The first Saturday a group of students went on a day trip to Chester, which was about a two hour drive from the castle. The city was erected hundreds of years ago by the romans and the city centre was encapsulated by a roman wall which we took 3 or so hours to completely walk around. Walking the wall we went past this building which had written on its side “The Fear Of The Lord Is A Fountain Of Life”. When I first say it I laughed and was partially ashamed by how people who didn’t know God might perceive this statement. I have a difficult time, internally, calling myself a Christian because of all the things that are associated with it. I’m not ashamed of what I believe, but simply of people thinking I believe something else because of what people who call themsleves the same as me act and conduct themselves. I’m not saying “Woah, I’m the best Christian and never sin and Christians who sin woah u suck. SINNER”. No. The exact opposite. I think too many Christians say stuff like that. I have had a big problem with Gods grace in my life. I find it difficult to get over the fact that I am forgive even though the things that I have done. It’s difficult for me. And, I assume, difficult for pretty much everyone else. I hope.

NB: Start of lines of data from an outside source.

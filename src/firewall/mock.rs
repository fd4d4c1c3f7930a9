//! In-process executor for engine tests: records calls, fails on demand.

use std::collections::HashSet;
use std::sync::Mutex;

use super::RuleExecutor;
use crate::core::{Direction, Endpoint};
use crate::error::AppError;

#[derive(Debug, Clone, Copy, PartialEq, Eq)]
pub enum Call {
    Apply,
    Remove,
}

#[derive(Default)]
pub struct MockExecutor {
    calls: Mutex<Vec<(Call, String, Direction)>>,
    failing: Mutex<HashSet<(String, Direction)>>,
    timing_out: Mutex<HashSet<(String, Direction)>>,
}

impl MockExecutor {
    pub fn new() -> Self {
        Self::default()
    }

    /// Every future call for `endpoint`/`direction` fails with `ExecutionFailed`.
    pub fn fail_on(&self, endpoint: &str, direction: Direction) {
        self.failing
            .lock()
            .unwrap()
            .insert((endpoint.to_string(), direction));
    }

    /// Every future call for `endpoint`/`direction` fails with `TimedOut`.
    pub fn time_out_on(&self, endpoint: &str, direction: Direction) {
        self.timing_out
            .lock()
            .unwrap()
            .insert((endpoint.to_string(), direction));
    }

    pub fn calls(&self) -> Vec<(Call, String, Direction)> {
        self.calls.lock().unwrap().clone()
    }

    pub fn clear_calls(&self) {
        self.calls.lock().unwrap().clear();
    }

    fn record(&self, call: Call, endpoint: &Endpoint, direction: Direction) -> Result<(), AppError> {
        let key = (endpoint.key(), direction);
        self.calls
            .lock()
            .unwrap()
            .push((call, key.0.clone(), direction));
        if self.timing_out.lock().unwrap().contains(&key) {
            return Err(AppError::TimedOut(format!("{} {direction} timed out", key.0)));
        }
        if self.failing.lock().unwrap().contains(&key) {
            return Err(AppError::ExecutionFailed(format!(
                "{} {direction} rejected",
                key.0
            )));
        }
        Ok(())
    }
}

impl RuleExecutor for MockExecutor {
    async fn apply(&self, endpoint: &Endpoint, direction: Direction) -> Result<(), AppError> {
        self.record(Call::Apply, endpoint, direction)
    }

    async fn remove(&self, endpoint: &Endpoint, direction: Direction) -> Result<(), AppError> {
        self.record(Call::Remove, endpoint, direction)
    }
}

I think too many people have an incorrect “fear” of the Lord. They fear that they are going to be judged. That they will have to judge others. That they will have to give up the things that comfort them. That God’s love wont be enough. And honestly, sometimes I think that too. And I don’t blame them. However, over my time at Capernwray, my opinion of the meaning of this statement “The Fear Of The Lord Is A Fountain Of Life” has changed. It’s difficult to put into words. In my understanding, it’s a reverence and a humbling of self. It’s me saying, “I am the created.”, “I am the servant”, “I am the unworthy”. The “Fear” of the Lord is, in my eyes, the “Acknowledgement-Of-My-Own-Weakness-And-The-Lords-Strength”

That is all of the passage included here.